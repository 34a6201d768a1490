//! Task polling with linear backoff
//!
//! One poller runs per handler registration. It fetches and locks tasks and
//! hands them to the worker pool through a bounded channel.

use std::sync::Arc;
use std::time::Duration;

use camunda_client::{ExternalTaskService, FetchAndLock, LockedExternalTask};
use tokio::sync::mpsc;
use tokio_util::sync::CancellationToken;
use tracing::{debug, info, instrument};

use crate::error::{ErrorLogger, ProcessorError};

/// Linear backoff for failed fetches: 1s, 2s, ... capped at 60s
#[derive(Debug, Clone, Default, PartialEq, Eq)]
pub struct LinearBackoff {
    retries: u32,
}

impl LinearBackoff {
    /// Retry count (and delay in seconds) at which the backoff stops growing
    pub const MAX_RETRIES: u32 = 60;

    pub fn new() -> Self {
        Self::default()
    }

    /// Record a failure and return how long to sleep before the next attempt
    pub fn next_delay(&mut self) -> Duration {
        self.retries = (self.retries + 1).min(Self::MAX_RETRIES);
        Duration::from_secs(u64::from(self.retries))
    }

    /// Record a success
    pub fn reset(&mut self) {
        self.retries = 0;
    }

    /// Consecutive failures so far (saturating)
    pub fn retries(&self) -> u32 {
        self.retries
    }
}

/// Fetch loop feeding one worker pool
pub(crate) struct Poller {
    service: Arc<dyn ExternalTaskService>,
    query: FetchAndLock,
    sender: mpsc::Sender<LockedExternalTask>,
    shutdown: CancellationToken,
    error_logger: ErrorLogger,
    backoff: LinearBackoff,
}

impl Poller {
    pub(crate) fn new(
        service: Arc<dyn ExternalTaskService>,
        query: FetchAndLock,
        sender: mpsc::Sender<LockedExternalTask>,
        shutdown: CancellationToken,
        error_logger: ErrorLogger,
    ) -> Self {
        Self {
            service,
            query,
            sender,
            shutdown,
            error_logger,
            backoff: LinearBackoff::new(),
        }
    }

    /// Poll until shutdown; dropping the sender on return closes the channel
    #[instrument(skip(self), fields(worker_id = %self.query.worker_id))]
    pub(crate) async fn run(mut self) {
        while !self.shutdown.is_cancelled() {
            match self.service.fetch_and_lock(&self.query).await {
                Ok(tasks) => {
                    self.backoff.reset();
                    if !tasks.is_empty() {
                        debug!(count = tasks.len(), "Fetched tasks");
                    }
                    // Tasks are already locked for us, so hand off the whole batch
                    for task in tasks {
                        if self.sender.send(task).await.is_err() {
                            return;
                        }
                    }
                }
                Err(source) => {
                    let delay = self.backoff.next_delay();
                    (self.error_logger)(&ProcessorError::Fetch { source, delay });
                    if self.wait(delay).await {
                        break;
                    }
                }
            }
        }
        info!("Poller stopped");
    }

    /// Sleep for `delay`; returns true if shutdown was requested meanwhile
    async fn wait(&self, delay: Duration) -> bool {
        tokio::select! {
            _ = tokio::time::sleep(delay) => false,
            _ = self.shutdown.cancelled() => {
                debug!("Shutdown signal received during backoff");
                true
            }
        }
    }
}

#[cfg(test)]
mod tests {
    use super::*;

    #[test]
    fn test_backoff_is_linear_and_capped() {
        let mut backoff = LinearBackoff::new();
        let delays: Vec<u64> = (0..62).map(|_| backoff.next_delay().as_secs()).collect();

        assert_eq!(&delays[..3], &[1, 2, 3]);
        assert_eq!(delays[59], 60);
        assert_eq!(delays[60], 60);
        assert_eq!(delays[61], 60);
        assert_eq!(backoff.retries(), LinearBackoff::MAX_RETRIES);
    }

    #[test]
    fn test_backoff_reset() {
        let mut backoff = LinearBackoff::new();
        backoff.next_delay();
        backoff.next_delay();
        backoff.reset();
        assert_eq!(backoff.retries(), 0);
        assert_eq!(backoff.next_delay(), Duration::from_secs(1));
    }
}
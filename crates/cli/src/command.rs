// Copyright (C) 2025 Vince Vasta
// SPDX-License-Identifier: Apache-2.0

//! Terminal commands.
use anyhow::{Result, bail};

use pokermind_core::{action::TurnAction, poker::Chips};

/// A command typed by the user.
#[derive(Debug, Clone, Copy, PartialEq, Eq)]
pub enum Command {
    /// Play an action.
    Act(TurnAction),
    /// Deal a new hand.
    Deal,
    /// Show the hand.
    State,
    /// Restore the starting chips.
    Reset,
    /// Show the commands.
    Help,
    /// Exit.
    Quit,
}

impl Command {
    /// Parses a command line, an empty line gives `None`.
    pub fn parse(line: &str) -> Result<Option<Command>> {
        let mut parts = line.split_whitespace();
        let Some(name) = parts.next() else {
            return Ok(None);
        };

        let cmd = match name.to_ascii_lowercase().as_str() {
            "fold" | "f" => Command::Act(TurnAction::Fold),
            "check" | "k" => Command::Act(TurnAction::Check),
            "call" | "c" => Command::Act(TurnAction::Call),
            "raise" | "r" | "bet" => {
                let Some(amount) = parts.next() else {
                    bail!("Usage: raise <chips>");
                };

                match amount.parse::<u32>() {
                    Ok(amount) => Command::Act(TurnAction::Raise(Chips::new(amount))),
                    Err(_) => bail!("Invalid raise amount {amount:?}"),
                }
            }
            "allin" | "all-in" | "a" => Command::Act(TurnAction::AllIn),
            "deal" | "d" => Command::Deal,
            "state" | "s" => Command::State,
            "reset" => Command::Reset,
            "help" | "h" | "?" => Command::Help,
            "quit" | "q" | "exit" => Command::Quit,
            _ => bail!("Unknown command {name:?}, type help for the commands"),
        };

        if parts.next().is_some() {
            bail!("Too many arguments for {name}");
        }

        Ok(Some(cmd))
    }
}

#[cfg(test)]
mod tests {
    use super::*;

    #[test]
    fn parse_commands() {
        assert_eq!(Command::parse("   ").unwrap(), None);
        assert_eq!(
            Command::parse("FOLD").unwrap(),
            Some(Command::Act(TurnAction::Fold))
        );
        assert_eq!(
            Command::parse(" raise 120 ").unwrap(),
            Some(Command::Act(TurnAction::Raise(Chips::new(120))))
        );
        assert_eq!(
            Command::parse("all-in").unwrap(),
            Some(Command::Act(TurnAction::AllIn))
        );
        assert_eq!(Command::parse("d").unwrap(), Some(Command::Deal));
        assert_eq!(Command::parse("quit").unwrap(), Some(Command::Quit));
    }

    #[test]
    fn parse_errors() {
        assert!(Command::parse("raise").is_err());
        assert!(Command::parse("raise ten").is_err());
        assert!(Command::parse("raise -5").is_err());
        assert!(Command::parse("check now").is_err());
        assert!(Command::parse("shuffle").is_err());
    }
}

--------------------------------------------------

### WORK INSTRUCTION
Could you copy every line from the records that mentions the word "pool"?

### EXERCISE ANSWER
//! hands them to the worker pool through a bounded channel.
/// Fetch loop feeding one worker pool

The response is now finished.